Action item —
A faithful transcription of all the records is required.
### Dataset records ###
//! In-memory cache store.
//!
//! A single `RwLock` over `namespace -> id -> entity`. Every namespace write
//! runs under one write guard, which is what makes it atomic. No guard is
//! ever held across an await.

use std::collections::HashMap;
use std::sync::{RwLock, RwLockReadGuard, RwLockWriteGuard};

use async_trait::async_trait;
use chrono::{DateTime, Utc};
use stratus_core::{CacheEntity, StorageError, StratusResult};

use super::traits::{CacheStats, CacheStore, NamespaceUpdate, NamespaceWrite, StatCounters};

type Namespaces = HashMap<String, HashMap<String, StoredEntity>>;

#[derive(Debug, Clone)]
struct StoredEntity {
    entity: CacheEntity,
    stored_at: DateTime<Utc>,
}

impl StoredEntity {
    fn is_expired(&self, now: DateTime<Utc>) -> bool {
        self.entity.is_expired(self.stored_at, now)
    }
}

/// Process-local [`CacheStore`].
#[derive(Debug, Default)]
pub struct InMemoryCacheStore {
    data: RwLock<Namespaces>,
    counters: StatCounters,
}

impl InMemoryCacheStore {
    pub fn new() -> Self {
        Self::default()
    }

    /// Number of entities in a namespace, expired ones included.
    pub fn len(&self, namespace: &str) -> usize {
        self.data
            .read()
            .map(|data| data.get(namespace).map_or(0, HashMap::len))
            .unwrap_or(0)
    }

    pub fn is_empty(&self) -> bool {
        self.data.read().map(|data| data.is_empty()).unwrap_or(true)
    }

    /// Drop everything.
    pub fn clear(&self) -> StratusResult<()> {
        self.write_guard()?.clear();
        Ok(())
    }

    fn read_guard(&self) -> StratusResult<RwLockReadGuard<'_, Namespaces>> {
        self.data
            .read()
            .map_err(|_| StorageError::LockPoisoned.into())
    }

    fn write_guard(&self) -> StratusResult<RwLockWriteGuard<'_, Namespaces>> {
        self.data
            .write()
            .map_err(|_| StorageError::LockPoisoned.into())
    }

    /// Drop expired entities of a namespace before a bulk read.
    fn expire_namespace(&self, namespace: &str, now: DateTime<Utc>) -> StratusResult<()> {
        let any_expired = self
            .read_guard()?
            .get(namespace)
            .is_some_and(|entries| entries.values().any(|s| s.is_expired(now)));
        if !any_expired {
            return Ok(());
        }

        let mut data = self.write_guard()?;
        if let Some(entries) = data.get_mut(namespace) {
            let before = entries.len();
            entries.retain(|_, stored| !stored.is_expired(now));
            StatCounters::add(&self.counters.expirations, before - entries.len());
            if entries.is_empty() {
                data.remove(namespace);
            }
        }
        Ok(())
    }

    /// Remove one entity if it is still expired.
    fn expire_one(&self, namespace: &str, id: &str, now: DateTime<Utc>) -> StratusResult<()> {
        let mut data = self.write_guard()?;
        if let Some(entries) = data.get_mut(namespace) {
            if entries.get(id).is_some_and(|s| s.is_expired(now)) {
                entries.remove(id);
                StatCounters::add(&self.counters.expirations, 1);
            }
            if entries.is_empty() {
                data.remove(namespace);
            }
        }
        Ok(())
    }
}

#[async_trait]
impl CacheStore for InMemoryCacheStore {
    async fn get(&self, namespace: &str, id: &str) -> StratusResult<Option<CacheEntity>> {
        let now = Utc::now();
        let found = self
            .read_guard()?
            .get(namespace)
            .and_then(|entries| entries.get(id))
            .cloned();

        match found {
            Some(stored) if stored.is_expired(now) => {
                self.expire_one(namespace, id, now)?;
                StatCounters::add(&self.counters.misses, 1);
                Ok(None)
            }
            Some(stored) => {
                StatCounters::add(&self.counters.hits, 1);
                Ok(Some(stored.entity))
            }
            None => {
                StatCounters::add(&self.counters.misses, 1);
                Ok(None)
            }
        }
    }

    async fn get_all(&self, namespace: &str) -> StratusResult<Vec<CacheEntity>> {
        self.expire_namespace(namespace, Utc::now())?;
        let data = self.read_guard()?;
        let mut entities: Vec<CacheEntity> = data
            .get(namespace)
            .map(|entries| entries.values().map(|s| s.entity.clone()).collect())
            .unwrap_or_default();
        entities.sort_by(|a, b| a.id.cmp(&b.id));
        Ok(entities)
    }

    async fn identifiers(&self, namespace: &str) -> StratusResult<Vec<String>> {
        self.expire_namespace(namespace, Utc::now())?;
        let data = self.read_guard()?;
        let mut ids: Vec<String> = data
            .get(namespace)
            .map(|entries| entries.keys().cloned().collect())
            .unwrap_or_default();
        ids.sort();
        Ok(ids)
    }

    async fn write(
        &self,
        namespace: &str,
        update: NamespaceUpdate,
    ) -> StratusResult<NamespaceWrite> {
        let now = Utc::now();
        let mut data = self.write_guard()?;
        let entries = data.entry(namespace.to_string()).or_default();

        let reconcile = update.unlisted(entries.keys());
        let mut write = NamespaceWrite {
            merged: update.merges.len(),
            ..NamespaceWrite::default()
        };

        for incoming in update.merges {
            let live = entries
                .get(&incoming.id)
                .is_some_and(|stored| !stored.is_expired(now));
            match entries.get_mut(&incoming.id) {
                Some(stored) if live => {
                    stored.entity.merge(incoming);
                    stored.stored_at = now;
                }
                _ => {
                    entries.insert(
                        incoming.id.clone(),
                        StoredEntity {
                            entity: incoming,
                            stored_at: now,
                        },
                    );
                }
            }
        }

        for id in &update.evictions {
            if entries.remove(id).is_some() {
                write.evicted += 1;
            }
        }

        for id in &reconcile {
            if entries.remove(id).is_some() {
                write.reconciled += 1;
            }
        }

        if entries.is_empty() {
            data.remove(namespace);
        }

        StatCounters::add(&self.counters.evictions, write.evicted + write.reconciled);
        Ok(write)
    }

    async fn evict_older_than(
        &self,
        namespace: &str,
        cutoff: DateTime<Utc>,
    ) -> StratusResult<usize> {
        let mut data = self.write_guard()?;
        let Some(entries) = data.get_mut(namespace) else {
            return Ok(0);
        };

        let before = entries.len();
        entries.retain(|_, stored| stored.stored_at >= cutoff);
        let removed = before - entries.len();
        if entries.is_empty() {
            data.remove(namespace);
        }

        StatCounters::add(&self.counters.evictions, removed);
        Ok(removed)
    }

    async fn namespaces(&self) -> StratusResult<Vec<String>> {
        let data = self.read_guard()?;
        let mut names: Vec<String> = data
            .iter()
            .filter(|(_, entries)| !entries.is_empty())
            .map(|(name, _)| name.clone())
            .collect();
        names.sort();
        Ok(names)
    }

    async fn stats(&self) -> StratusResult<CacheStats> {
        let entry_count = self.read_guard()?.values().map(HashMap::len).sum::<usize>();
        Ok(self.counters.snapshot(entry_count as u64))
    }
}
###
Task solution —
//! In-memory cache store.
//!
//! A single `RwLock` over `namespace -> id -> entity`. Every namespace write
//! runs under one write guard, which is what makes it atomic. No guard is
//! ever held across an await.

use std::collections::HashMap;
use std::sync::{RwLock, RwLockReadGuard, RwLockWriteGuard};

use async_trait::async_trait;
use chrono::{DateTime, Utc};
use stratus_core::{CacheEntity, StorageError, StratusResult};

use super::traits::{CacheStats, CacheStore, NamespaceUpdate, NamespaceWrite, StatCounters};

type Namespaces = HashMap<String, HashMap<String, StoredEntity>>;

#[derive(Debug, Clone)]
struct StoredEntity {
    entity: CacheEntity,
    stored_at: DateTime<Utc>,
}

impl StoredEntity {
    fn is_expired(&self, now: DateTime<Utc>) -> bool {
        self.entity.is_expired(self.stored_at, now)
    }
}

/// Process-local [`CacheStore`].
#[derive(Debug, Default)]
pub struct InMemoryCacheStore {
    data: RwLock<Namespaces>,
    counters: StatCounters,
}

impl InMemoryCacheStore {
    pub fn new() -> Self {
        Self::default()
    }

    /// Number of entities in a namespace, expired ones included.
    pub fn len(&self, namespace: &str) -> usize {
        self.data
            .read()
            .map(|data| data.get(namespace).map_or(0, HashMap::len))
            .unwrap_or(0)
    }

    pub fn is_empty(&self) -> bool {
        self.data.read().map(|data| data.is_empty()).unwrap_or(true)
    }

    /// Drop everything.
    pub fn clear(&self) -> StratusResult<()> {
        self.write_guard()?.clear();
        Ok(())
    }

    fn read_guard(&self) -> StratusResult<RwLockReadGuard<'_, Namespaces>> {
        self.data
            .read()
            .map_err(|_| StorageError::LockPoisoned.into())
    }

    fn write_guard(&self) -> StratusResult<RwLockWriteGuard<'_, Namespaces>> {
        self.data
            .write()
            .map_err(|_| StorageError::LockPoisoned.into())
    }

    /// Drop expired entities of a namespace before a bulk read.
    fn expire_namespace(&self, namespace: &str, now: DateTime<Utc>) -> StratusResult<()> {
        let any_expired = self
            .read_guard()?
            .get(namespace)
            .is_some_and(|entries| entries.values().any(|s| s.is_expired(now)));
        if !any_expired {
            return Ok(());
        }

        let mut data = self.write_guard()?;
        if let Some(entries) = data.get_mut(namespace) {
            let before = entries.len();
            entries.retain(|_, stored| !stored.is_expired(now));
            StatCounters::add(&self.counters.expirations, before - entries.len());
            if entries.is_empty() {
                data.remove(namespace);
            }
        }
        Ok(())
    }

    /// Remove one entity if it is still expired.
    fn expire_one(&self, namespace: &str, id: &str, now: DateTime<Utc>) -> StratusResult<()> {
        let mut data = self.write_guard()?;
        if let Some(entries) = data.get_mut(namespace) {
            if entries.get(id).is_some_and(|s| s.is_expired(now)) {
                entries.remove(id);
                StatCounters::add(&self.counters.expirations, 1);
            }
            if entries.is_empty() {
                data.remove(namespace);
            }
        }
        Ok(())
    }
}

#[async_trait]
impl CacheStore for InMemoryCacheStore {
    async fn get(&self, namespace: &str, id: &str) -> StratusResult<Option<CacheEntity>> {
        let now = Utc::now();
        let found = self
            .read_guard()?
            .get(namespace)
            .and_then(|entries| entries.get(id))
            .cloned();

        match found {
            Some(stored) if stored.is_expired(now) => {
                self.expire_one(namespace, id, now)?;
                StatCounters::add(&self.counters.misses, 1);
                Ok(None)
            }
            Some(stored) => {
                StatCounters::add(&self.counters.hits, 1);
                Ok(Some(stored.entity))
            }
            None => {
                StatCounters::add(&self.counters.misses, 1);
                Ok(None)
            }
        }
    }

    async fn get_all(&self, namespace: &str) -> StratusResult<Vec<CacheEntity>> {
        self.expire_namespace(namespace, Utc::now())?;
        let data = self.read_guard()?;
        let mut entities: Vec<CacheEntity> = data
            .get(namespace)
            .map(|entries| entries.values().map(|s| s.entity.clone()).collect())
            .unwrap_or_default();
        entities.sort_by(|a, b| a.id.cmp(&b.id));
        Ok(entities)
    }

    async fn identifiers(&self, namespace: &str) -> StratusResult<Vec<String>> {
        self.expire_namespace(namespace, Utc::now())?;
        let data = self.read_guard()?;
        let mut ids: Vec<String> = data
            .get(namespace)
            .map(|entries| entries.keys().cloned().collect())
            .unwrap_or_default();
        ids.sort();
        Ok(ids)
    }

    async fn write(
        &self,
        namespace: &str,
        update: NamespaceUpdate,
    ) -> StratusResult<NamespaceWrite> {
        let now = Utc::now();
        let mut data = self.write_guard()?;
        let entries = data.entry(namespace.to_string()).or_default();

        let reconcile = update.unlisted(entries.keys());
        let mut write = NamespaceWrite {
            merged: update.merges.len(),
            ..NamespaceWrite::default()
        };

        for incoming in update.merges {
            let live = entries
                .get(&incoming.id)
                .is_some_and(|stored| !stored.is_expired(now));
            match entries.get_mut(&incoming.id) {
                Some(stored) if live => {
                    stored.entity.merge(incoming);
                    stored.stored_at = now;
                }
                _ => {
                    entries.insert(
                        incoming.id.clone(),
                        StoredEntity {
                            entity: incoming,
                            stored_at: now,
                        },
                    );
                }
            }
        }

        for id in &update.evictions {
            if entries.remove(id).is_some() {
                write.evicted += 1;
            }
        }

        for id in &reconcile {
            if entries.remove(id).is_some() {
                write.reconciled += 1;
            }
        }

        if entries.is_empty() {
            data.remove(namespace);
        }

        StatCounters::add(&self.counters.evictions, write.evicted + write.reconciled);
        Ok(write)
    }

    async fn evict_older_than(
        &self,
        namespace: &str,
        cutoff: DateTime<Utc>,
    ) -> StratusResult<usize> {
        let mut data = self.write_guard()?;
        let Some(entries) = data.get_mut(namespace) else {
            return Ok(0);
        };

        let before = entries.len();
        entries.retain(|_, stored| stored.stored_at >= cutoff);
        let removed = before - entries.len();
        if entries.is_empty() {
            data.remove(namespace);
        }

        StatCounters::add(&self.counters.evictions, removed);
        Ok(removed)
    }

    async fn namespaces(&self) -> StratusResult<Vec<String>> {
        let data = self.read_guard()?;
        let mut names: Vec<String> = data
            .iter()
            .filter(|(_, entries)| !entries.is_empty())
            .map(|(name, _)| name.clone())
            .collect();
        names.sort();
        Ok(names)
    }

    async fn stats(&self) -> StratusResult<CacheStats> {
        let entry_count = self.read_guard()?.values().map(HashMap::len).sum::<usize>();
        Ok(self.counters.snapshot(entry_count as u64))
    }
}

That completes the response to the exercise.